Contrary to what I believed my past 24 (dear Lord) years of my life, I actually do have a lot of trouble sleeping alone. And contrary to what a lot of people believe about me, I don't have crazy one night stands or wild fornication parties. That's only on Tuesday nights to fill the void left by Lost. Yup, I'm *that* kind of needy girl. Except my significant other is a dog. So I sit in my room, listening to the soothing sounds of Three's Company until the wee hours of the morning. Unfortunately, this doesn't lend well to the "customer service industry" and my Keurig only holds so much power.
As you might have guessed, I'm a dog person. Actually, an animal person. I love all God's creatures. Except for birds because those were sent by the goddamn devil himself. Yes, I realize they evolved from dinosaurs, but they should have just stayed the way they were. I don't hate all birds... cardinals do have a pretty sweet mohawk and sparrows make me feel like a Disney princess... as long as they don't get too close. I've started to realize that a lot of the female customers that walk into the hellhole are a lot like the birds that I so despise. They are either short, stout and walk somewhat bow legged appearing chicken-like or long and lean, strutting like an ostrich. The worst is when they're none of the above and just believe that they are a beautiful peacock who deserves to be waited on hand and foot.... even though the males are the pretty ones, but you get my gist. The one thing all these birds have in common is their squawking. I truly believe that these women work at having such shrill voices. It's like it's a contest or something and they just keep getting louder. Or I have built up my caffeine tolerance and need to add a cup or two of coffee to my daily routine so I'll be able to stand these biddies.

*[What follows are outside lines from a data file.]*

//! Whole-vector IIR filtering.
//!
//! Filters here are applied to a complete input vector in one pass with
//! zero initial state, so repeated generation calls never leak filter
//! history into each other. Coefficient convention matches the standard
//! difference equation
//!
//! `a[0]·y[n] = Σ b[k]·x[n-k] − Σ a[k]·y[n-k]`
//!
//! with `a[0]` normalized to 1.

/// IIR filter defined by its feed-forward (`b`) and feedback (`a`)
/// coefficient vectors. Stateless across calls to [`IirFilter::apply`].
#[derive(Debug, Clone)]
pub struct IirFilter {
    feedforward: Vec<f32>,
    feedback: Vec<f32>,
}

impl IirFilter {
    /// Build a filter from coefficient vectors. `feedback[0]` must be 1
    /// (coefficients are used as given, not renormalized).
    pub fn new(feedforward: Vec<f32>, feedback: Vec<f32>) -> Self {
        debug_assert!(!feedforward.is_empty());
        debug_assert!(!feedback.is_empty());
        Self {
            feedforward,
            feedback,
        }
    }

    /// Single-pole low-pass in smoothing form: `b = [c]`, `a = [1, -(1-c)]`.
    ///
    /// `c` near 0 integrates heavily (low cutoff), `c` near 1 passes the
    /// input through. These are tuning constants, not calibrated cutoffs.
    pub fn single_pole_lowpass(c: f32) -> Self {
        Self::new(vec![c], vec![1.0, -(1.0 - c)])
    }

    /// Two-tap smoothing low-pass: `b = [b0, b1]`, `a = [1, a1]`.
    pub fn smoothing(b0: f32, b1: f32, a1: f32) -> Self {
        Self::new(vec![b0, b1], vec![1.0, a1])
    }

    /// Filter a full input vector with zero initial conditions.
    pub fn apply(&self, input: &[f32]) -> Vec<f32> {
        let mut output = vec![0.0f32; input.len()];
        for n in 0..input.len() {
            let mut acc = 0.0f32;
            for (k, &b) in self.feedforward.iter().enumerate() {
                if n >= k {
                    acc += b * input[n - k];
                }
            }
            for (k, &a) in self.feedback.iter().enumerate().skip(1) {
                if n >= k {
                    acc -= a * output[n - k];
                }
            }
            output[n] = acc;
        }
        output
    }

    /// Filter in place (same semantics as [`IirFilter::apply`]).
    pub fn apply_in_place(&self, samples: &mut [f32]) {
        let filtered = self.apply(samples);
        samples.copy_from_slice(&filtered);
    }
}
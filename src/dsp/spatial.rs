//! Spatial modulation and harmonic-weight enhancement.
//!
//! Two in-place passes over the accumulated mix: a very slow amplitude
//! modulation that reads as listener/scene movement, and a bounded-gain
//! coloring pass keyed on the same harmonic weight table the swell layer
//! consumed.

use crate::engine::AudioBuffer;
use crate::synth::harmonics::HarmonicWeightTable;
use crate::synth::primitives::TWO_PI;

/// Spatial movement frequency in Hz
const SPATIAL_FREQ: f32 = 0.02;
/// Spatial modulation depth
const SPATIAL_DEPTH: f32 = 0.05;

/// Multiply the whole buffer by `1 + depth·sin(2π·0.02·t)`.
pub fn spatial_modulation(buffer: &mut AudioBuffer) {
    let sr = buffer.sample_rate() as f32;
    for (i, s) in buffer.samples_mut().iter_mut().enumerate() {
        let t = i as f32 / sr;
        *s *= 1.0 + SPATIAL_DEPTH * (TWO_PI * SPATIAL_FREQ * t).sin();
    }
}

/// Apply the weight table as a global coloring pass.
///
/// The table's aggregate weights drive a gentle waveshaper:
///
/// `y = x·(1 + 0.06·tanh(w̄)) + 0.02·w̄₂·tanh(1.5·x)`
///
/// where `w̄` is the grand mean and `w̄₂` the mean secondary coefficient.
/// Both tanh terms are bounded, so the pass's gain is bounded regardless of
/// the drawn weights; it colors amplitude, it does not transform structure.
pub fn enhance(buffer: &mut AudioBuffer, table: &HarmonicWeightTable) {
    let linear_gain = 1.0 + 0.06 * table.mean_weight().tanh();
    let shape_gain = 0.02 * table.mean_secondary_weight();

    for s in buffer.samples_mut() {
        *s = *s * linear_gain + shape_gain * (1.5 * *s).tanh();
    }
}

#[cfg(test)]
mod tests {
    use super::*;
    use approx::assert_relative_eq;
    use rand::SeedableRng;
    use rand_pcg::Pcg32;

    #[test]
    fn test_spatial_modulation_depth() {
        let n = 44100 * 50; // one full 0.02 Hz period
        let mut buf = AudioBuffer::from_samples(vec![1.0; n], 44100);
        spatial_modulation(&mut buf);
        let min = buf.samples().iter().copied().fold(f32::MAX, f32::min);
        let max = buf.samples().iter().copied().fold(f32::MIN, f32::max);
        assert_relative_eq!(max, 1.05, epsilon = 1e-3);
        assert_relative_eq!(min, 0.95, epsilon = 1e-3);
    }

    #[test]
    fn test_spatial_modulation_starts_at_unity() {
        let mut buf = AudioBuffer::from_samples(vec![0.5, 0.5], 44100);
        spatial_modulation(&mut buf);
        assert_relative_eq!(buf.samples()[0], 0.5);
    }

    #[test]
    fn test_enhance_gain_is_bounded() {
        let mut rng = Pcg32::seed_from_u64(33);
        let table = HarmonicWeightTable::build(5, &mut rng);
        let mut buf = AudioBuffer::from_samples(vec![1.0, -1.0, 0.25, -0.5], 44100);
        let before = buf.samples().to_vec();
        enhance(&mut buf, &table);
        for (b, a) in before.iter().zip(buf.samples()) {
            // worst case: |x|·1.06 + 0.02
            assert!(a.abs() <= b.abs() * 1.06 + 0.02 + 1e-6);
        }
    }

    #[test]
    fn test_enhance_is_deterministic_per_table() {
        let mut rng = Pcg32::seed_from_u64(8);
        let table = HarmonicWeightTable::build(5, &mut rng);
        let mut a = AudioBuffer::from_samples(vec![0.3, -0.7, 0.9], 44100);
        let mut b = a.clone();
        enhance(&mut a, &table);
        enhance(&mut b, &table);
        assert_eq!(a.samples(), b.samples());
    }
}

So with the bird analogy in my mind and a coffee mug in hand, I entered the hell hole today with a less than friendly demeanor. I felt like I was Tippi Hedron on a boat heading straight to Bodega Bay. Then, one customer gave me bad flashbacks of being chased by chickens on my uncle's farm. It all started when I pulled a cart out the fitting room, she strutted over like it was feeding time. Now, all of the items on this cart were plentiful in the rest of the store, but she had to pick at this cart. While my supervisor sat there watching me and the cart expectantly. I was not going to take the "feed" away from this lady, in fear of getting pecked by her beak... or worse, hear her squawking. So I patiently waited till she was done and I went on my merry way, putting the rest of the clothes away. Then, about 10 minutes later, I hear a chirping behind me that sounded like "Cart.... caaaart." I looked around for a manager or another associate, since I assumed those would be the only other people discussing a cart, but didn't see any. Then the chirping turned into a loud screeching "CAAAAAAART!" I turned and saw the chicken lady running towards me, bingo wings flapping in the wind with a few items in her hand. She had followed me to the other side of the store because she got the items on the silver cart I had in tow. She handed me the clothes and I went through them to discover they were all dresses that belonged in the area where she tried them on and there were numerous other silver racks. I guess she must have had her homing device set to mine. Lucky me. And I didn't even have any bread to give her.